- Directed by: Lewis D. Collins
- Written by: Jack DeWitt Joseph F. Poland
- Produced by: Vincent M. Fennelly
- Starring: Wild Bill Elliott Myron Healey Phyllis Coates
- Cinematography: Ernest Miller
- Edited by: Sam Fields
- Music by: Raoul Kraushaar
- Production company: Silvermine Productions
- Distributed by: Monogram Pictures
- Release date: September 3, 1952 (Los Angeles);
- Running time: 69 minutes
- Country: United States
- Language: English

= Fargo (1952 film) =

1952 film by Lewis D. Collins

Fargo is a 1952 American Western film directed by Lewis D. Collins and starring Wild Bill Elliott, Myron Healey and Phyllis Coates.

==Plot==
After his brother’s murder by ruthless ranchers, Bill Martin uses barbed wire to construct a fence around the ranch that they had inherited from their father in the Dakota Territory. Amid tensions between ranchers and homesteaders, Bill receives the help of cattleman Loren McKenzie and his daughter Kathy.

==Cast==
- Wild Bill Elliott as Bill Martin
- Myron Healey as Red Olsen
- Phyllis Coates as Kathy MacKenzie
- Fuzzy Knight as Tad Sloan
- Arthur Space as Austin
- Jack Ingram as MacKenzie
- Robert J. Wilke as Link
- Terry Frost as Alvord
- Robert Bray as Ed Murdock
- Denver Pyle as Carey
- Tim Ryan as Sam
- Florence Lake as Maggie
- Stanley Andrews as Judge Bruce
- Richard Reeves as Bartender
- Gene Roth as Blacksmith
- I. Stanford Jolley as Farmer
- House Peters Jr. as Bill Martin's Brother
- Buddy Roosevelt as Henchman

== Production ==
The film’s working title was Barbed Wire, although a different Western film with that title was also released in 1952.
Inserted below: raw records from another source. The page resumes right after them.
//! Process spawning.
//!
//! The launcher never waits on the demo. The real spawner detaches the
//! child from the launcher's stdio and, on Unix, from its process group so a
//! hangup on the launching terminal does not reach the demo.

use std::process::{Command, Stdio};

use chrono::{DateTime, Local};
use log::debug;

use crate::error::{LaunchError, Result};
use crate::launcher::command::CommandSpec;

/// Reference to a started demo process. Holds no liveness guarantee.
#[derive(Debug, Clone, PartialEq, Eq)]
pub struct ProcessHandle {
    pub pid: u32,
    pub command_line: String,
    pub started_at: DateTime<Local>,
}

/// Starts a process described by a [`CommandSpec`] without waiting for it.
pub trait ProcessSpawner {
    fn spawn(&mut self, spec: &CommandSpec) -> Result<ProcessHandle>;
}

/// Spawns real detached child processes.
#[derive(Debug, Default, Clone, Copy)]
pub struct DetachedSpawner;

impl ProcessSpawner for DetachedSpawner {
    fn spawn(&mut self, spec: &CommandSpec) -> Result<ProcessHandle> {
        let mut cmd = Command::new(&spec.program);
        cmd.args(&spec.args)
            .current_dir(&spec.current_dir)
            .envs(spec.env.iter().map(|(k, v)| (k.as_str(), v.as_str())))
            .stdin(Stdio::null())
            .stdout(Stdio::null())
            .stderr(Stdio::null());

        #[cfg(unix)]
        {
            use std::os::unix::process::CommandExt;
            cmd.process_group(0);
        }

        let child = cmd.spawn().map_err(|e| LaunchError::Spawn {
            program: spec.program.clone(),
            source: e,
        })?;

        debug!("Spawned pid {} in {}", child.id(), spec.current_dir.display());

        // Dropping the Child neither kills nor waits on the process.
        Ok(ProcessHandle {
            pid: child.id(),
            command_line: spec.shell_line(),
            started_at: Local::now(),
        })
    }
}
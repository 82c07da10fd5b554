use serde::{Deserialize, Serialize};
use std::fmt;

/// Durable form of an incremental offset.
///
/// Serializes as a bare JSON number or string so it can sit directly in a
/// source offset map.
#[derive(Serialize, Deserialize, Debug, Clone, PartialEq, Eq, Hash)]
#[serde(untagged)]
pub enum OffsetValue {
    Number(i64),
    Text(String),
}

impl fmt::Display for OffsetValue {
    fn fmt(&self, f: &mut fmt::Formatter<'_>) -> fmt::Result {
        match self {
            OffsetValue::Number(n) => write!(f, "{n}"),
            OffsetValue::Text(s) => write!(f, "{s}"),
        }
    }
}

impl From<OffsetValue> for serde_json::Value {
    fn from(value: OffsetValue) -> Self {
        match value {
            OffsetValue::Number(n) => serde_json::Value::from(n),
            OffsetValue::Text(s) => serde_json::Value::String(s),
        }
    }
}

#[cfg(test)]
mod tests {
    use super::*;
    use serde_json::json;

    #[test]
    fn test_serializes_as_bare_json() {
        assert_eq!(serde_json::to_value(OffsetValue::Number(42)).unwrap(), json!(42));
        assert_eq!(
            serde_json::to_value(OffsetValue::Text("AP8=".into())).unwrap(),
            json!("AP8=")
        );
    }

    #[test]
    fn test_deserializes_by_json_kind() {
        let n: OffsetValue = serde_json::from_str("42").unwrap();
        assert_eq!(n, OffsetValue::Number(42));

        let s: OffsetValue = serde_json::from_str("\"AP8=\"").unwrap();
        assert_eq!(s, OffsetValue::Text("AP8=".into()));

        let missing: Option<OffsetValue> = serde_json::from_str("null").unwrap();
        assert_eq!(missing, None);
    }

    #[test]
    fn test_into_json_value() {
        let v: serde_json::Value = OffsetValue::Number(-7).into();
        assert_eq!(v, json!(-7));
    }
}
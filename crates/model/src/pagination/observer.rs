use crate::pagination::{incremental::IncrementalValue, offset::OffsetValue};
use tracing::trace;

/// Diagnostic hooks around offset handling.
///
/// Hooks only see shared references and return nothing; they cannot change
/// what gets bound or persisted.
pub trait OffsetObserver: Send + Sync {
    fn on_classified(&self, _column: &str, _value: &IncrementalValue) {}

    fn on_bind(&self, _column: &str, _position: usize, _value: &IncrementalValue) {}

    fn on_render(&self, _column: &str, _rendered: &OffsetValue) {}
}

/// Observer that ignores everything.
pub struct NoopObserver;

impl OffsetObserver for NoopObserver {}

/// Emits offset values at TRACE level.
pub struct TracingObserver;

impl OffsetObserver for TracingObserver {
    fn on_classified(&self, column: &str, value: &IncrementalValue) {
        match value {
            IncrementalValue::Integral(v) => trace!(column, value = v, "Integral offset value"),
            IncrementalValue::Opaque(bytes) => {
                trace!(column, bytes = ?bytes.as_bytes(), "Bytes offset value")
            }
        }
    }

    fn on_bind(&self, column: &str, position: usize, value: &IncrementalValue) {
        match value {
            IncrementalValue::Integral(v) => {
                trace!(column, position, value = v, "Set integral offset to statement")
            }
            IncrementalValue::Opaque(bytes) => {
                trace!(column, position, bytes = ?bytes.as_bytes(), "Set bytes offset to statement")
            }
        }
    }

    fn on_render(&self, column: &str, rendered: &OffsetValue) {
        trace!(column, offset = %rendered, "Rendered offset value");
    }
}

#[cfg(test)]
mod tests {
    use super::*;
    use tracing_test::traced_test;

    #[traced_test]
    #[test]
    fn test_tracing_observer_logs_values() {
        let observer = TracingObserver;
        let value = IncrementalValue::from_bytes(&[0x00, 0xff]);

        observer.on_classified("row_version", &value);
        observer.on_bind("row_version", 1, &value);
        observer.on_render("row_version", &value.render());

        assert!(logs_contain("Bytes offset value"));
        assert!(logs_contain("Set bytes offset to statement"));
        assert!(logs_contain("AP8="));
    }

    #[traced_test]
    #[test]
    fn test_noop_observer_is_silent() {
        let observer = NoopObserver;
        observer.on_classified("id", &IncrementalValue::Integral(1));
        observer.on_render("id", &OffsetValue::Number(1));
        assert!(!logs_contain("offset value"));
    }
}
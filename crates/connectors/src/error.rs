use model::pagination::error::IncrementalError;
use thiserror::Error;

#[derive(Debug, Error)]
pub enum TrackerError {
    /// The tracked column is missing from the row.
    #[error("Tracked column not found in row: {0}")]
    ColumnNotFound(String),

    /// The tracked value could not become an offset.
    #[error("Incremental value error: {0}")]
    Incremental(#[from] IncrementalError),
}
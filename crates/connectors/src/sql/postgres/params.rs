use crate::sql::base::{
    error::BindError,
    params::{BoundParam, ParamSlots},
};
use model::pagination::binder::StatementBinder;
use tokio_postgres::Statement;
use tokio_postgres::types::ToSql;

/// A bound value as a `BIGINT` or `BYTEA` parameter.
pub struct PgParam(Box<dyn ToSql + Sync + Send>);

impl PgParam {
    pub fn from_bound(value: &BoundParam) -> Self {
        match value {
            BoundParam::Int(v) => PgParam(Box::new(*v)),
            BoundParam::Bytes(v) => PgParam(Box::new(v.clone())),
        }
    }
}

impl AsRef<dyn ToSql + Sync> for PgParam {
    fn as_ref(&self) -> &(dyn ToSql + Sync + 'static) {
        &*self.0
    }
}

/// Owned parameters ready to pass to `Client::query`.
pub struct PgParamStore {
    pub params: Vec<PgParam>,
}

impl PgParamStore {
    pub fn from_bound(values: &[&BoundParam]) -> Self {
        Self {
            params: values.iter().map(|v| PgParam::from_bound(v)).collect(),
        }
    }

    pub fn as_refs(&self) -> Vec<&(dyn ToSql + Sync)> {
        self.params
            .iter()
            .map(|param| param.as_ref())
            .collect::<Vec<_>>()
    }

    pub fn len(&self) -> usize {
        self.params.len()
    }

    pub fn is_empty(&self) -> bool {
        self.params.is_empty()
    }
}

/// Bind target for a prepared PostgreSQL statement (`$1`, `$2`, ...).
#[derive(Debug, Clone)]
pub struct PgStatementParams {
    slots: ParamSlots,
}

impl PgStatementParams {
    pub fn new(count: usize) -> Self {
        Self {
            slots: ParamSlots::new(count),
        }
    }

    /// Sizes the slots from the statement's declared parameter types.
    pub fn for_statement(statement: &Statement) -> Self {
        Self::new(statement.params().len())
    }

    pub fn slots(&self) -> &ParamSlots {
        &self.slots
    }

    pub fn close(&mut self) {
        self.slots.close();
    }

    /// Converts the bound values; fails if any position is still unbound.
    pub fn to_store(&self) -> Result<PgParamStore, BindError> {
        let values = self.slots.values()?;
        Ok(PgParamStore::from_bound(&values))
    }
}

impl StatementBinder for PgStatementParams {
    type Error = BindError;

    fn bind_i64(&mut self, position: usize, value: i64) -> Result<(), Self::Error> {
        self.slots.bind_i64(position, value)
    }

    fn bind_bytes(&mut self, position: usize, value: &[u8]) -> Result<(), Self::Error> {
        self.slots.bind_bytes(position, value)
    }
}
Fargo was shot at the Iverson Ranch and its sets were designed by the art director Dave Milton.

== Release ==
The film premiered as a second feature to One Minute to Zero in Los Angeles on September 3, 1952.

== Reception ==
In the New York Daily News, critic Dorothy Masters wrote: "Although the film sticks to the traditional format in charging a few renegades with promoting the reign of terror, 'Fargo' is a notch above most of its kind. Along with the inevitable fights and bullets there has been an attempt to get some human interest into the movie and some histrionics from its players."

==Bibliography==
- Blottner, Gene. Wild Bill Elliott: A Complete Filmography. McFarland, 2010.
- Martin, Len D. The Allied Artists Checklist: The Feature Films and Short Subjects of Allied Artists Pictures Corporation, 1947-1978. McFarland & Company, 1993.